Above Ground Liner Ponds

by Bob Fenner  
Aquatic Gardens

Ponds, Streams, Waterfalls & Fountains:
Volume 1. Design & Construction
Volume 2. Maintenance, Stocking, Examples

V. 1 Print and eBook on Amazon
V. 2 Print and eBook on Amazon

by Robert (Bob) Fenner

This article further describes the increasingly popular use of polyvinyl chloride (PVC) liners in producing inexpensive functional water elements; this time in above-ground settings.

These liners are very appropriate technology. They cost little, are readily available, easy to use, long lasting (most are guaranteed several years), easy to clean & keep clean, and if punctured, simple to repair. (For more background information on liners, see the last two articles in this series).

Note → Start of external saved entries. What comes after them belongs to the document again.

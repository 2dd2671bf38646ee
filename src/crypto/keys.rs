//! Master key handling.
//!
//! The master key exists only in process memory while the vault is unlocked.
//! It is never persisted directly - only its derivation inputs (password) or
//! the raw bytes inside the platform secret store.

use crate::crypto::{CryptoError, Result};
use subtle::ConstantTimeEq;
use zeroize::ZeroizeOnDrop;

/// Key length in bytes (256-bit key for AES-256-GCM).
pub const KEY_LENGTH: usize = 32;

/// The symmetric master key protecting all vault contents.
///
/// Zeroed on drop. Cloning is allowed so in-flight encrypt/decrypt calls can
/// snapshot the key under the lock and keep working even if a concurrent
/// `lock()` discards the original.
#[derive(Clone, ZeroizeOnDrop)]
pub struct MasterKey {
    key: [u8; KEY_LENGTH],
}

impl MasterKey {
    /// Create a master key from raw bytes.
    pub fn from_bytes(key: [u8; KEY_LENGTH]) -> Self {
        Self { key }
    }

    /// Create a master key from a byte slice, validating the length.
    pub fn from_slice(bytes: &[u8]) -> Result<Self> {
        if bytes.len() != KEY_LENGTH {
            return Err(CryptoError::InvalidKeyLength {
                expected: KEY_LENGTH,
                got: bytes.len(),
            });
        }
        let mut key = [0u8; KEY_LENGTH];
        key.copy_from_slice(bytes);
        Ok(Self { key })
    }

    /// Get a reference to the key bytes (use sparingly).
    pub fn as_bytes(&self) -> &[u8; KEY_LENGTH] {
        &self.key
    }

    /// Constant-time comparison against stored key material.
    ///
    /// Used during password unlock; never branches on key bytes.
    pub fn ct_eq_bytes(&self, other: &[u8]) -> bool {
        if other.len() != KEY_LENGTH {
            return false;
        }
        self.key.as_ref().ct_eq(other).into()
    }
}

impl std::fmt::Debug for MasterKey {
    // Key bytes must never appear in logs or messages.
    fn fmt(&self, f: &mut std::fmt::Formatter<'_>) -> std::fmt::Result {
        f.write_str("MasterKey(..)")
    }
}
//! Vault cipher state machine: Locked <-> Unlocked.
//!
//! Owns the in-memory master key's lifecycle. All key-state mutations go
//! through one mutex; encrypt/decrypt snapshot the key under that mutex at
//! call time, so a racing `lock()` cannot invalidate an in-flight operation
//! but does prevent any new one from starting.

use crate::audit::{AuditEvent, AuditEventKind, AuditLog};
use crate::crypto::{cipher, derive_key, EncryptedObject, MasterKey, Sidecar};
use crate::events::{EventBus, VaultEvent};
use crate::keystore::CredentialStore;
use crate::{Result, VaultError};
use base64::{engine::general_purpose::STANDARD as BASE64, Engine};
use serde::{Deserialize, Serialize};
use std::sync::{Arc, Mutex};

/// Application-scoped KDF salt.
///
/// Fixed so that the same password always re-derives the same key across
/// restarts; the stored key in the credential store is what unlock compares
/// against.
pub const VAULT_SALT: &[u8] = b"havenvault.kdf.salt.v1";

/// Plaintext fields of the encrypted metadata blob sent to the sync server.
#[derive(Debug, Clone, Serialize, Deserialize)]
pub struct MetadataBlob {
    pub filename: String,
    pub size: u64,
    pub date_added: i64,
    pub file_id: String,
}

/// Authenticated encryption service gated on the vault lock state.
pub struct VaultCipher {
    key: Mutex<Option<MasterKey>>,
    store: Arc<dyn CredentialStore>,
    audit: Arc<AuditLog>,
    events: EventBus,
}

impl VaultCipher {
    /// Create a cipher in the Locked state.
    pub fn new(store: Arc<dyn CredentialStore>, audit: Arc<AuditLog>, events: EventBus) -> Self {
        Self {
            key: Mutex::new(None),
            store,
            audit,
            events,
        }
    }

    /// True iff a master key has been set up in the credential store.
    pub fn is_initialized(&self) -> bool {
        self.store.is_initialized()
    }

    /// True iff the key is currently held in memory.
    pub fn is_unlocked(&self) -> bool {
        self.key.lock().map(|k| k.is_some()).unwrap_or(false)
    }

    /// Set up a new vault: derive the key, persist it, transition to Unlocked.
    pub fn setup(&self, password: &str) -> Result<()> {
        if password.is_empty() {
            return Err(VaultError::InvalidInput(
                "Password must not be empty".to_string(),
            ));
        }

        let key = derive_key(password, VAULT_SALT);
        self.store.save(key.as_bytes())?;
        self.set_unlocked(key)?;

        let _ = self.audit.append(AuditEvent::now(
            AuditEventKind::VaultUnlocked,
            None,
            "Vault set up and unlocked",
        ));
        Ok(())
    }

    /// Unlock with a password.
    ///
    /// The derived key is compared in constant time against the stored key;
    /// on mismatch the state stays Locked and the derived value is discarded
    /// without ever being logged or exposed.
    pub fn unlock_with_password(&self, password: &str) -> Result<()> {
        let derived = derive_key(password, VAULT_SALT);
        let stored = self.store.load()?;

        if !derived.ct_eq_bytes(&stored) {
            return Err(VaultError::AuthenticationFailed);
        }

        self.set_unlocked(derived)?;
        let _ = self.audit.append(AuditEvent::now(
            AuditEventKind::VaultUnlocked,
            None,
            "Vault unlocked with password",
        ));
        Ok(())
    }

    /// Unlock with raw key bytes supplied by an out-of-band credential gate
    /// (biometric prompt) that the OS has already validated.
    pub fn unlock_with_external_credential(&self, raw_key: &[u8]) -> Result<()> {
        let key = MasterKey::from_slice(raw_key)?;
        self.set_unlocked(key)?;
        let _ = self.audit.append(AuditEvent::now(
            AuditEventKind::VaultUnlocked,
            None,
            "Vault unlocked with external credential",
        ));
        Ok(())
    }

    /// Lock the vault, discarding the in-memory key. Idempotent.
    ///
    /// In-flight encrypt/decrypt calls that already snapshotted the key will
    /// complete; no new call may start once locked.
    pub fn lock(&self) {
        let was_unlocked = self
            .key
            .lock()
            .map(|mut key| key.take().is_some())
            .unwrap_or(false);

        if was_unlocked {
            let _ = self.audit.append(AuditEvent::now(
                AuditEventKind::VaultLocked,
                None,
                "Vault locked",
            ));
            self.events.publish(VaultEvent::Locked);
        }
    }

    /// Encrypt file bytes under the current key with a fresh nonce.
    pub fn encrypt(&self, plaintext: &[u8], original_name: &str) -> Result<(EncryptedObject, Sidecar)> {
        let key = self.snapshot_key()?;
        let (object, sidecar) = cipher::encrypt_bytes(&key, plaintext, original_name)?;

        let _ = self.audit.append(AuditEvent::now(
            AuditEventKind::FileEncrypted,
            Some(original_name.to_string()),
            "File encrypted and stored in vault",
        ));
        Ok((object, sidecar))
    }

    /// Decrypt a stored object, verifying its authentication tag.
    pub fn decrypt(&self, object: &EncryptedObject, sidecar: &Sidecar) -> Result<(Vec<u8>, String)> {
        let key = self.snapshot_key()?;
        let plaintext = cipher::decrypt_object(&key, object)?;

        let _ = self.audit.append(AuditEvent::now(
            AuditEventKind::FileDecrypted,
            Some(sidecar.original_file_name.clone()),
            &format!("File decrypted: {}", sidecar.original_file_name),
        ));
        Ok((plaintext, sidecar.original_file_name.clone()))
    }

    /// Encrypt a small metadata record for sync transport.
    ///
    /// Returns base64 of the combined `nonce || ciphertext || tag` blob; the
    /// server only ever sees this opaque string.
    pub fn encrypt_metadata_blob(&self, fields: &MetadataBlob) -> Result<String> {
        let key = self.snapshot_key()?;

        let json = serde_json::to_vec(fields)
            .map_err(|e| VaultError::InvalidInput(format!("Unserializable metadata: {}", e)))?;
        let (object, _) = cipher::encrypt_bytes(&key, &json, &fields.filename)?;

        Ok(BASE64.encode(object.as_bytes()))
    }

    // Fails, leaving the vault Locked, when the key state is unusable
    // (poisoned by a panicked holder); the Unlocked event is only published
    // once the key is actually stored.
    fn set_unlocked(&self, key: MasterKey) -> Result<()> {
        let mut slot = self.key.lock().map_err(|_| VaultError::VaultLocked)?;
        *slot = Some(key);
        drop(slot);

        self.events.publish(VaultEvent::Unlocked);
        Ok(())
    }

    fn snapshot_key(&self) -> Result<MasterKey> {
        self.key
            .lock()
            .map_err(|_| VaultError::VaultLocked)?
            .clone()
            .ok_or(VaultError::VaultLocked)
    }
}
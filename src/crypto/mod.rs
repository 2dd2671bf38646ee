//! Cryptographic primitives for the file vault.
//!
//! This module provides:
//! - Iterated SHA-256 key derivation
//! - AES-256-GCM encryption/decryption of file bytes and metadata blobs
//! - Master key handling with zeroization

pub mod cipher;
pub mod kdf;
pub mod keys;

pub use cipher::{decrypt_object, encrypt_bytes, EncryptedObject, Sidecar};
pub use kdf::{derive_key, KDF_ROUNDS};
pub use keys::{MasterKey, KEY_LENGTH};

use thiserror::Error;

/// Errors that can occur in cryptographic operations
#[derive(Error, Debug)]
pub enum CryptoError {
    #[error("Key derivation failed: {0}")]
    KdfFailed(String),

    #[error("Encryption failed: {0}")]
    EncryptionFailed(String),

    #[error("Integrity check failed - data may have been tampered with or the key is wrong")]
    IntegrityFailure,

    #[error("Invalid key length: expected {expected}, got {got}")]
    InvalidKeyLength { expected: usize, got: usize },

    #[error("Malformed encrypted object: {0}")]
    MalformedObject(String),
}

/// Result type for crypto operations
pub type Result<T> = std::result::Result<T, CryptoError>;
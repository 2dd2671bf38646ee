//! Iterated SHA-256 key derivation for the master password.
//!
//! 100,000 rounds, each round folding the salt back into the running digest.
//! Deterministic: the same password and salt always yield the same key, across
//! calls and process restarts, which is what lets unlock compare a freshly
//! derived key against the stored one.

use crate::crypto::keys::{MasterKey, KEY_LENGTH};
use sha2::{Digest, Sha256};

/// Number of hash rounds applied during derivation.
pub const KDF_ROUNDS: u32 = 100_000;

/// Derive a 256-bit master key from a password and salt.
///
/// The construction is `state = SHA-256(state || salt)` repeated
/// [`KDF_ROUNDS`] times, starting from the raw password bytes. The final
/// digest is truncated to the cipher's 32-byte key length.
pub fn derive_key(password: &str, salt: &[u8]) -> MasterKey {
    let mut state = password.as_bytes().to_vec();

    for _ in 0..KDF_ROUNDS {
        let mut hasher = Sha256::new();
        hasher.update(&state);
        hasher.update(salt);
        state = hasher.finalize().to_vec();
    }

    let mut key = [0u8; KEY_LENGTH];
    key.copy_from_slice(&state[..KEY_LENGTH]);
    MasterKey::from_bytes(key)
}

#[cfg(test)]
mod tests {
    use super::*;

    const SALT: &[u8] = b"test-salt";

    #[test]
    fn derivation_is_deterministic() {
        let key1 = derive_key("correct-horse", SALT);
        let key2 = derive_key("correct-horse", SALT);
        assert_eq!(key1.as_bytes(), key2.as_bytes());
    }

    #[test]
    fn different_passwords_yield_different_keys() {
        let key1 = derive_key("correct-horse", SALT);
        let key2 = derive_key("battery-staple", SALT);
        assert_ne!(key1.as_bytes(), key2.as_bytes());
    }

    #[test]
    fn different_salts_yield_different_keys() {
        let key1 = derive_key("correct-horse", b"salt-a");
        let key2 = derive_key("correct-horse", b"salt-b");
        assert_ne!(key1.as_bytes(), key2.as_bytes());
    }

    #[test]
    fn key_has_cipher_length() {
        let key = derive_key("pw", SALT);
        assert_eq!(key.as_bytes().len(), KEY_LENGTH);
    }

    #[test]
    fn empty_password_still_derives() {
        // Rejecting empty passwords is the cipher layer's job; the KDF is total.
        let key = derive_key("", SALT);
        assert_eq!(key.as_bytes().len(), KEY_LENGTH);
    }
}
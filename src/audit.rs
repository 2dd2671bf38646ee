//! Append-only audit log of vault lifecycle and file-access events.
//!
//! The log is a single JSON array document rewritten in full on each append,
//! which is acceptable at the expected event volume. Audit logging is
//! best-effort by contract: failures are reported to the caller but must never
//! block the vault operation that triggered them, so every call site uses
//! `let _ = log.append(..)`.

use crate::{Result, VaultError};
use chrono::{DateTime, NaiveDateTime, Utc};
use serde::{Deserialize, Serialize};
use std::path::{Path, PathBuf};
use std::sync::Mutex;
use tracing::warn;

/// Timestamp format used in the log document.
const TIMESTAMP_FORMAT: &str = "%Y-%m-%d %H:%M:%S";

/// Audit event types covering the vault lifecycle and file access.
#[derive(Debug, Clone, Copy, PartialEq, Eq, Serialize, Deserialize)]
pub enum AuditEventKind {
    #[serde(rename = "VAULT_UNLOCKED")]
    VaultUnlocked,
    #[serde(rename = "VAULT_LOCKED")]
    VaultLocked,
    #[serde(rename = "FILE_ENCRYPTED")]
    FileEncrypted,
    #[serde(rename = "FILE_DECRYPTED")]
    FileDecrypted,
    #[serde(rename = "FILE_ACCESSED")]
    FileAccessed,
    #[serde(rename = "FILE_DELETED")]
    FileDeleted,
}

/// A single audit log entry.
#[derive(Debug, Clone, Serialize, Deserialize)]
pub struct AuditEvent {
    /// Formatted as `yyyy-MM-dd HH:mm:ss`.
    pub timestamp: String,
    #[serde(rename = "eventType")]
    pub event_type: AuditEventKind,
    #[serde(skip_serializing_if = "Option::is_none")]
    pub filename: Option<String>,
    pub details: String,
}

impl AuditEvent {
    /// Build an event stamped with the current time.
    pub fn now(event_type: AuditEventKind, filename: Option<String>, details: &str) -> Self {
        Self {
            timestamp: Utc::now().format(TIMESTAMP_FORMAT).to_string(),
            event_type,
            filename,
            details: details.to_string(),
        }
    }

    /// Parse the event timestamp back into a UTC instant.
    ///
    /// Events with unparseable timestamps sort as the epoch rather than being
    /// dropped.
    pub fn parsed_timestamp(&self) -> DateTime<Utc> {
        NaiveDateTime::parse_from_str(&self.timestamp, TIMESTAMP_FORMAT)
            .map(|naive| naive.and_utc())
            .unwrap_or_else(|_| DateTime::<Utc>::from_timestamp(0, 0).unwrap_or_default())
    }
}

/// The audit log backed by one JSON array file.
pub struct AuditLog {
    log_path: PathBuf,
    // Serializes the read-modify-write append cycle.
    write_guard: Mutex<()>,
}

impl AuditLog {
    /// Open (or lazily create) the audit log at the given path.
    pub fn new<P: AsRef<Path>>(log_path: P) -> Self {
        Self {
            log_path: log_path.as_ref().to_path_buf(),
            write_guard: Mutex::new(()),
        }
    }

    /// Path to the backing document.
    pub fn path(&self) -> &Path {
        &self.log_path
    }

    /// Append one event, rewriting the full document.
    ///
    /// A missing or empty backing file initializes to an empty log. Existing
    /// events are preserved verbatim; the log is never pruned here.
    pub fn append(&self, event: AuditEvent) -> Result<()> {
        let _guard = self
            .write_guard
            .lock()
            .map_err(|_| VaultError::StoreWrite("Audit log lock poisoned".to_string()))?;

        let mut raw = self.read_raw_elements();
        raw.push(
            serde_json::to_value(&event)
                .map_err(|e| VaultError::InvalidInput(format!("Unserializable event: {}", e)))?,
        );

        if let Some(parent) = self.log_path.parent() {
            std::fs::create_dir_all(parent)?;
        }

        let document = serde_json::to_vec_pretty(&raw)
            .map_err(|e| VaultError::InvalidInput(format!("Failed to render log: {}", e)))?;
        std::fs::write(&self.log_path, document)?;
        Ok(())
    }

    /// All decodable events, newest first.
    ///
    /// Individually undecodable elements are skipped, never fatal; a missing
    /// file reads as empty.
    pub fn read_all(&self) -> Vec<AuditEvent> {
        let mut events: Vec<AuditEvent> = self
            .read_raw_elements()
            .into_iter()
            .filter_map(|value| match serde_json::from_value(value) {
                Ok(event) => Some(event),
                Err(e) => {
                    warn!("Skipping undecodable audit entry: {}", e);
                    None
                }
            })
            .collect();

        events.sort_by_key(|e| std::cmp::Reverse(e.parsed_timestamp()));
        events
    }

    fn read_raw_elements(&self) -> Vec<serde_json::Value> {
        let Ok(content) = std::fs::read(&self.log_path) else {
            return Vec::new();
        };
        if content.is_empty() {
            return Vec::new();
        }
        match serde_json::from_slice::<Vec<serde_json::Value>>(&content) {
            Ok(elements) => elements,
            Err(e) => {
                warn!("Audit log document is not a JSON array, starting fresh: {}", e);
                Vec::new()
            }
        }
    }
}
/*!
Contraction withdraws a formula down to an order of entrenchment.

A belief more entrenched than the target order is lowered to the target exactly when withdrawing the formula requires it, witnessed by the degrees: the disjunction of the formula with the belief is held no more strongly than the formula itself.
Beliefs at or below the target order are untouched, so contracting to an order at or above the formula's degree changes nothing.
*/

use crate::{
    backend::Backend,
    base::GenericBase,
    builder::ChangeOk,
    config::{order, OrderValue},
    misc::log::targets,
    structures::{expression::Expr, formula::Formula},
    types::err::OrderError,
};

impl<B: Backend> GenericBase<B> {
    /// Contracts the base, withdrawing `expr` to `order`.
    pub fn contract(
        &mut self,
        expr: &Expr,
        order: OrderValue,
    ) -> Result<ChangeOk, OrderError> {
        order::check(order)?;
        let formula = self.backend.normalize(expr);
        self.contract_formula(&formula, order);
        Ok(ChangeOk::Applied)
    }

    /// Contraction by a formula already in canonical form, with the order already validated.
    pub(crate) fn contract_formula(&mut self, formula: &Formula, order: OrderValue) {
        log::debug!(target: targets::CONTRACT, "contracting {formula} to order {order}");

        let formula_degree = self.degree_formula(formula);
        let expr = formula.as_expr();

        for key in self.belief_db.keys_descending() {
            let (held_order, held_formula) = match self.belief_db.get(key) {
                Some(belief) => (belief.order(), belief.formula().clone()),
                None => continue,
            };
            if held_order <= order {
                continue;
            }

            let disjunction = self
                .backend
                .normalize(&(expr.clone() | held_formula.as_expr()));
            let disjunction_degree = self.degree_formula(&disjunction);

            log::trace!(target: targets::CONTRACT, "{held_formula} at {held_order}, disjunction held to {disjunction_degree}");

            if order::close(
                formula_degree,
                disjunction_degree,
                self.config.stratum_tolerance,
            ) {
                self.q_reorder(key, order);
            }
        }

        self.commit_reorders();

        log::debug!(target: targets::CONTRACT, "base after contraction: {self}");
    }
}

Above ground liner ponds involve the same considerations as designing any water effect. The introductory pieces on Pond Philosophy, Size and Shape, and Site Selection should be reviewed. In brief, as with in-ground ponds the sides should be as vertical and deep as possible or practical. If people are to sit on or near the edge, something between 18 and 24 inches above ground height is recommended. Anything more than 30 inches is a structural, functional, aesthetic and safety challenge.

Placement near utilities and weather considerations should obviously be planned for.

Structural Frame:

The frame you will provide can be made of wood, rock, block, metal, plastic panels, soil or...whatever! Height or depth will dictate the strength necessary; otherwise choice of structural materials depends on cost, availability and artistic tastes.

A very popular technique involves a sort of "Lincoln-log" approach (see photo). Wood beams are interlocked with notches or doweled/rodded together at the corners. The last tier of logs can be split or otherwise fitted to hold the upper fold of your liner. Landscape timbers can be cut into fancy multi-sided shapes to accommodate any motif. Imagine what you can do with a Skilsaw and a router!

Other favorite above-ground frames are galvanized tubs and half barrels. Some companies provide pre-cut liners just for these shape/purposes.

Try to make your frame true and square; check while it is in-place and shim it up to make it level. A good "two by" and level are most useful.

Liner Installation:

After the frame is constructed, and an adequate piece of liner is procured, comes installation.

It's a good idea to lay your liner out on a clean surface in the sun for thirty minutes or so to make it more pliable. If the weather is too cool, a hair dryer is very handy to gently warm the materials. Warning, don't do this over your lawn, as the heat will kill your grass.

With some gift wrapping expertise, creases and folds can be handily disguised in corners. Drape the excess liner over the edge of the frame: but don't cut it!

As with in-ground liner basins, newspaper or carpet may be used for protection against puncture by placing between the membrane liner and the structural form.


Some people like to place solid supports for objects like plant pots in the basin at this point. Next, get a hose and fill while keeping an eye on and smoothing out creases. If the basin is slightly unlevel, you may want to drain it and wedge up the low area and refill.


If possible, don't! If you can fold the liner out of the way without cutting it, so much the better. With the weight of the water pushing against the edge it is not necessary to fasten it in any way to the sides. Folding allows you greater ease & flexibility in future modification and movement.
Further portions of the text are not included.